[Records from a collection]

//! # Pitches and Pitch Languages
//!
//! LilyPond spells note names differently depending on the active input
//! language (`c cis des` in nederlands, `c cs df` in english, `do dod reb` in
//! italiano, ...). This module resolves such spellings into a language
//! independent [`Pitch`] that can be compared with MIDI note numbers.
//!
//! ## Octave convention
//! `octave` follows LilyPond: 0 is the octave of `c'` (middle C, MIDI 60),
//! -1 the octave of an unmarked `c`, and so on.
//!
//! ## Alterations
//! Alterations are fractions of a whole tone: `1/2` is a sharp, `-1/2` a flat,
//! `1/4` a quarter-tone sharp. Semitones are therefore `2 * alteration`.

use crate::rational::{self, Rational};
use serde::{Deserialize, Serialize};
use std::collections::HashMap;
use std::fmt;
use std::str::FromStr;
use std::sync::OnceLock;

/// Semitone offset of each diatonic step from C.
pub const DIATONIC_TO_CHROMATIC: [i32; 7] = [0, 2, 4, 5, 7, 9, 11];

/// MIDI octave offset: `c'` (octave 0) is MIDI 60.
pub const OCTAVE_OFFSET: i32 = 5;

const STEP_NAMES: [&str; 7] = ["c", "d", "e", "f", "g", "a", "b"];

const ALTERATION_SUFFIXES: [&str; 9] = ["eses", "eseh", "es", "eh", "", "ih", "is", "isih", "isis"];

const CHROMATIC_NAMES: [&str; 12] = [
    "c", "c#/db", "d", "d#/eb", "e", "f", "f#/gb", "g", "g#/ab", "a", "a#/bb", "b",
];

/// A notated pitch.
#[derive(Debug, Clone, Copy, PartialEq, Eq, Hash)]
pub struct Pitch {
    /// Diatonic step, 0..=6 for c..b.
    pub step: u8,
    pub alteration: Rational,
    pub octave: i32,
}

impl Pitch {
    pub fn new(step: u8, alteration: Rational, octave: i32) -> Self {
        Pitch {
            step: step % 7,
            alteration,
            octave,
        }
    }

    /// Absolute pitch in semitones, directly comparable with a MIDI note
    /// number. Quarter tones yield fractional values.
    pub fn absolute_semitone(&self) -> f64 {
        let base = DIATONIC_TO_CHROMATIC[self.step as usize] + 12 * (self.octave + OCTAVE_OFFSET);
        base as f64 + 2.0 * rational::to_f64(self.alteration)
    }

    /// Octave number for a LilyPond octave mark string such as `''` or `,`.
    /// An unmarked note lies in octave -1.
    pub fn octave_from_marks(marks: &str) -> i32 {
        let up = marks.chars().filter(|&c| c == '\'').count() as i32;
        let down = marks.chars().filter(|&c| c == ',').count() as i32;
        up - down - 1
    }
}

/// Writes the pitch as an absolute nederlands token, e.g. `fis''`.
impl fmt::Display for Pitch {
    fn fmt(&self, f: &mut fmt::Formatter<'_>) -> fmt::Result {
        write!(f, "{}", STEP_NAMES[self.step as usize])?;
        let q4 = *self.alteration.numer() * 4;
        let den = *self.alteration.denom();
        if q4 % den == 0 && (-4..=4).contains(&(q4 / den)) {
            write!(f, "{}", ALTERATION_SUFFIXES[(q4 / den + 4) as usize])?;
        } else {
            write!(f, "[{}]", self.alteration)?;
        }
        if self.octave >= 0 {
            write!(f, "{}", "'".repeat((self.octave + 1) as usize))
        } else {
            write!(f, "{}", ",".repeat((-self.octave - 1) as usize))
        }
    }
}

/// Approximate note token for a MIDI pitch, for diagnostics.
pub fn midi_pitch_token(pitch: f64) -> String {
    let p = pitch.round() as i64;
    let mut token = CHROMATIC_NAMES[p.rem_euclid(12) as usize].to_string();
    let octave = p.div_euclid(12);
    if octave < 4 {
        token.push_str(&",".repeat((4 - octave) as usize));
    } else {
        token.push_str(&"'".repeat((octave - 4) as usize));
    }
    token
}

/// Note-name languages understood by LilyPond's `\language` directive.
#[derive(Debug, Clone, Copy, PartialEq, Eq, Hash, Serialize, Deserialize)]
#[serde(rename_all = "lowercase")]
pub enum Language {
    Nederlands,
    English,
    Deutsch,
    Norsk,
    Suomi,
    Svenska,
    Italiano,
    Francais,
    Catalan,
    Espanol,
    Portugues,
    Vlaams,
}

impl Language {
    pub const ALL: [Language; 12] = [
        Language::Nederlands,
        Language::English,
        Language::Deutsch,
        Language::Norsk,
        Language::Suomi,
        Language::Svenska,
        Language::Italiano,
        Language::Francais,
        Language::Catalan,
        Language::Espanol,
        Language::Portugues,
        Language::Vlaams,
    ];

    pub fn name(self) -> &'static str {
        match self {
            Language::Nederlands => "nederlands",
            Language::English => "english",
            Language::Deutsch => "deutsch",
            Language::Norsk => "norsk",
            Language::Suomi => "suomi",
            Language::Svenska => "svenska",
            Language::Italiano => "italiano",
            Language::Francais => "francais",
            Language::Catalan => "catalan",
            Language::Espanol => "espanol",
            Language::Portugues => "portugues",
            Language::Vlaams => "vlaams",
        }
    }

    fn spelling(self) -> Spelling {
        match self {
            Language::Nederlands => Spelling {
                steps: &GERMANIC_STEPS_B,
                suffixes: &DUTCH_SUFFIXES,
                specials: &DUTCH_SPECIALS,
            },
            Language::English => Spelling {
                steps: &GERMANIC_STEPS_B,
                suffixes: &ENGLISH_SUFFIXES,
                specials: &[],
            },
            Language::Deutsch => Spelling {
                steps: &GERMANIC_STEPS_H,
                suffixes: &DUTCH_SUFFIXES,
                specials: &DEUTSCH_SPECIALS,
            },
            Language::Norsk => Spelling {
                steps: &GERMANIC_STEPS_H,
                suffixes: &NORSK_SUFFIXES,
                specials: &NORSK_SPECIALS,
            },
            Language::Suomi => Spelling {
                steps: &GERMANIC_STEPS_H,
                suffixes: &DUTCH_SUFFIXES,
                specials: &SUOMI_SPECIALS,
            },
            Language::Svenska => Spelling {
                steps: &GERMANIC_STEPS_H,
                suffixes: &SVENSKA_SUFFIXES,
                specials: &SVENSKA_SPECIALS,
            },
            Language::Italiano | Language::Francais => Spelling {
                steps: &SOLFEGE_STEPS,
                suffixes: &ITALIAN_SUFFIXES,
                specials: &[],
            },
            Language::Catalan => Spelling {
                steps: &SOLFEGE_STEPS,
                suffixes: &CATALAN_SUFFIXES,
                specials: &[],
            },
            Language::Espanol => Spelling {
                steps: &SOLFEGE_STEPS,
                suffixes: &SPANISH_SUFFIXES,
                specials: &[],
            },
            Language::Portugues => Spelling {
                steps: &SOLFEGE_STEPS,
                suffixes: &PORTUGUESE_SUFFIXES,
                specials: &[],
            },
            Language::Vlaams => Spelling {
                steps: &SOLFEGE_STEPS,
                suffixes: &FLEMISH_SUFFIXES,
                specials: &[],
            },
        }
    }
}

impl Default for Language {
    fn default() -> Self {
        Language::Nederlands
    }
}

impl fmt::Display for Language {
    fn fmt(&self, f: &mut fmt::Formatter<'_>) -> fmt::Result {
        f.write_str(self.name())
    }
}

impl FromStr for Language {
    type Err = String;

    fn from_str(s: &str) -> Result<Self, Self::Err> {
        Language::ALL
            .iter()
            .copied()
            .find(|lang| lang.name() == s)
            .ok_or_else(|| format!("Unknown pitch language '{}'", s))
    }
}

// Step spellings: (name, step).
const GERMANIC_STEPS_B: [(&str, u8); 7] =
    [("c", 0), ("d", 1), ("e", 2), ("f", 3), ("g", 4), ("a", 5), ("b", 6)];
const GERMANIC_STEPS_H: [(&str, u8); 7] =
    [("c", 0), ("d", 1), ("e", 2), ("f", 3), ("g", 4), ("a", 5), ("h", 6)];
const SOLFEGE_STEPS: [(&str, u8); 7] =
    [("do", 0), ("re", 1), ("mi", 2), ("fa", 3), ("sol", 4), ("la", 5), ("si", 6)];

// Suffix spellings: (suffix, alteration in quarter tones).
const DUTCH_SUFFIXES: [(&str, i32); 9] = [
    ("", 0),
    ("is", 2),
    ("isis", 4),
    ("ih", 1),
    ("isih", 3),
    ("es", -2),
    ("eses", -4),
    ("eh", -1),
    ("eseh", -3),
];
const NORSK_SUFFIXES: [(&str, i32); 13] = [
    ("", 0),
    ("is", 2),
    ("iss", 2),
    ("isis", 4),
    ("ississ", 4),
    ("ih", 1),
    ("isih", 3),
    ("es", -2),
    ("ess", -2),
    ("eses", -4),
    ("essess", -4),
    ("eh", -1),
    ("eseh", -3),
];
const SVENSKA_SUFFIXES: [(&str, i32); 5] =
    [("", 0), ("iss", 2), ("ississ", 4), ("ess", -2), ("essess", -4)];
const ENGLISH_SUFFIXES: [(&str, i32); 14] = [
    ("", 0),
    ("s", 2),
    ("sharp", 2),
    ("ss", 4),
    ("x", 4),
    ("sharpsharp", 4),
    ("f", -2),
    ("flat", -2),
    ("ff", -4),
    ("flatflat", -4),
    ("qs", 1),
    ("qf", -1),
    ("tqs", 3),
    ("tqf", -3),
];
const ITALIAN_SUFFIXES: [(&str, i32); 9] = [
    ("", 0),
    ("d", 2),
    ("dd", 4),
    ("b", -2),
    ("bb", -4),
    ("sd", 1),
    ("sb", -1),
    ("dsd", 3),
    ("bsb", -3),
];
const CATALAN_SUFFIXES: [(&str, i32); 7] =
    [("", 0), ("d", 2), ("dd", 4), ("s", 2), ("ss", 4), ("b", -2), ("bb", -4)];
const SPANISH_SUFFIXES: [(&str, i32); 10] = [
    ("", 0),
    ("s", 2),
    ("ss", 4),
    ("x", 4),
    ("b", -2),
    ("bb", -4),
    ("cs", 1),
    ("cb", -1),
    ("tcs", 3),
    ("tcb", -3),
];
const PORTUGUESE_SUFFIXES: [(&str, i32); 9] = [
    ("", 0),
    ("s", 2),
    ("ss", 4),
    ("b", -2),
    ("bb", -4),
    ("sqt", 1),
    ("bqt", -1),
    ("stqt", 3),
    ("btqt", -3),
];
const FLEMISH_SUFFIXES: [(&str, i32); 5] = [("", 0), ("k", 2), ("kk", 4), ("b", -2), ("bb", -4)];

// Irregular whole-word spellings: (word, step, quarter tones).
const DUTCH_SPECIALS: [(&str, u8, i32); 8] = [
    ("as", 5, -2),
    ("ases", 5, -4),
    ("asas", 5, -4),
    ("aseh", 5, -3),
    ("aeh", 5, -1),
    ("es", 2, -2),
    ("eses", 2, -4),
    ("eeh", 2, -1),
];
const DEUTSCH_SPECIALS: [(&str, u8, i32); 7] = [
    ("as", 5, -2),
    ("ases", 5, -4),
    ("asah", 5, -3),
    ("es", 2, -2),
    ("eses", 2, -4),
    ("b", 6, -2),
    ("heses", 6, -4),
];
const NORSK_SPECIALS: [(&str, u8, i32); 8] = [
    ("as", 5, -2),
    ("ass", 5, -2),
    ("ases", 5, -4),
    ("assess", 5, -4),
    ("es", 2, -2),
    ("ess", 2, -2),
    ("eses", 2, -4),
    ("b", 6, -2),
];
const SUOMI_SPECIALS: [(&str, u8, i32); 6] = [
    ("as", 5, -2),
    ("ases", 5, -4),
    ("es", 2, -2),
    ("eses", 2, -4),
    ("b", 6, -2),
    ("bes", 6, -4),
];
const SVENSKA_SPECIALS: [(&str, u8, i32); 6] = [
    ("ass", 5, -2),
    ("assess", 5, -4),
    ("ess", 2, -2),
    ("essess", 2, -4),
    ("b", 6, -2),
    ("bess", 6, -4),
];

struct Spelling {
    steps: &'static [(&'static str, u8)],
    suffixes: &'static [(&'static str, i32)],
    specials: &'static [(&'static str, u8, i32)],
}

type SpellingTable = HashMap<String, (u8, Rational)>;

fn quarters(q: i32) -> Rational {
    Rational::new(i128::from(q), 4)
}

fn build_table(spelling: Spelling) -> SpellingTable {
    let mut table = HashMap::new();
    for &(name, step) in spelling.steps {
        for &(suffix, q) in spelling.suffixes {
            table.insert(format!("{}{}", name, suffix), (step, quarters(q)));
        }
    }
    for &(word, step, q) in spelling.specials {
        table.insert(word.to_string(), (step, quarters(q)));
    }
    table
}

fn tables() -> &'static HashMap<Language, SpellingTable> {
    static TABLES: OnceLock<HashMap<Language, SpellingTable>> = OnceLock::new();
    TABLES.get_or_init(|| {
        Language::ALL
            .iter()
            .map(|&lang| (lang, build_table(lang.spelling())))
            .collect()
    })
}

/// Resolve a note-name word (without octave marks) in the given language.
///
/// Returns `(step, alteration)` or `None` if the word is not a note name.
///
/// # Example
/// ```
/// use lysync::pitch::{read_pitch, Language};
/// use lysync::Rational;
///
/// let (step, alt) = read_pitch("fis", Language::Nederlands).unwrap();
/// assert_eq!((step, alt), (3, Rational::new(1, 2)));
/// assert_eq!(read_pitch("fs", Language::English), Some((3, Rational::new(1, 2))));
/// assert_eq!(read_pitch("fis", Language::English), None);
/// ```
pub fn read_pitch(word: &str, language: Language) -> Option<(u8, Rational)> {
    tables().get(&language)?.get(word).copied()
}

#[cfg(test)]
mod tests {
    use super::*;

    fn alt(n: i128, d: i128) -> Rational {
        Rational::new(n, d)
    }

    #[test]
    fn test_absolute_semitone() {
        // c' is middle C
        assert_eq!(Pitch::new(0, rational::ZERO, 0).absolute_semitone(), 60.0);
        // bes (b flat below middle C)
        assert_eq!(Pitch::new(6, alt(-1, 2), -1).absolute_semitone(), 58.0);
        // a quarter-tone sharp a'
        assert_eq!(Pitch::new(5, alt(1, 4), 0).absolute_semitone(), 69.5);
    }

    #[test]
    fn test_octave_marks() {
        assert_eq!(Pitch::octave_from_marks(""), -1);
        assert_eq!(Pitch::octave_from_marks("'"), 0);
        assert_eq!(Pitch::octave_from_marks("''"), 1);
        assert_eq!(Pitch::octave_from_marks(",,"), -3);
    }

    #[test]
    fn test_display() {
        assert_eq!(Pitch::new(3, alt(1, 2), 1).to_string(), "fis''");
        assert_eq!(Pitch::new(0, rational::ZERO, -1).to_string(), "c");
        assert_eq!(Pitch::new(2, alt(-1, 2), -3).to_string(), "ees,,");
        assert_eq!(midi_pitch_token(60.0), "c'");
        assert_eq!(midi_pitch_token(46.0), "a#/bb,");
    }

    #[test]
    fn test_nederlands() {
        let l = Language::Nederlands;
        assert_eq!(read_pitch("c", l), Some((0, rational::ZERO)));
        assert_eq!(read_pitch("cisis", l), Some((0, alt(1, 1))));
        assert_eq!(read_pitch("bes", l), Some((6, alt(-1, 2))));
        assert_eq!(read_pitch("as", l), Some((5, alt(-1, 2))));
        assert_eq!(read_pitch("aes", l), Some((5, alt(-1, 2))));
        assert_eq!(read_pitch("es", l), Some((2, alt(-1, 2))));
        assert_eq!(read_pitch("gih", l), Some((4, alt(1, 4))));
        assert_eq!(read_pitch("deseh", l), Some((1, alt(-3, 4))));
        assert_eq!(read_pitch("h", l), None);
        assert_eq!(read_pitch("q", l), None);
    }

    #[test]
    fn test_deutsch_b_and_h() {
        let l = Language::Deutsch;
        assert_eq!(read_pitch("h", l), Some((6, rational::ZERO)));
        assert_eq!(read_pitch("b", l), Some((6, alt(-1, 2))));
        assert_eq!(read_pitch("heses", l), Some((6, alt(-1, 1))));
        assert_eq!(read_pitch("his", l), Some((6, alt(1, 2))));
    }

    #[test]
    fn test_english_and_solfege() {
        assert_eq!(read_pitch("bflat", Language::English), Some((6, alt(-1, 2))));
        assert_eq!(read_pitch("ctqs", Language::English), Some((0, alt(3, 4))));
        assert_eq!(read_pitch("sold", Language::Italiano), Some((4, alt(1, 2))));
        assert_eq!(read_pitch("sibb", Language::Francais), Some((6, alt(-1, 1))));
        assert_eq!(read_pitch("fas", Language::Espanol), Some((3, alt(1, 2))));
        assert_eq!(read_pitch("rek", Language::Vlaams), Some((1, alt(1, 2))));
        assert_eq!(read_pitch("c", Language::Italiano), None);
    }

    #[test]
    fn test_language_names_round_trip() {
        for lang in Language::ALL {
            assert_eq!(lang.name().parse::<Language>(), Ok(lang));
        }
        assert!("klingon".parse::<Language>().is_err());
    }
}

## Directions for this task
When a line among the entries contains "FromStr", pull that line out.

## Output
use std::str::FromStr;
impl FromStr for Language {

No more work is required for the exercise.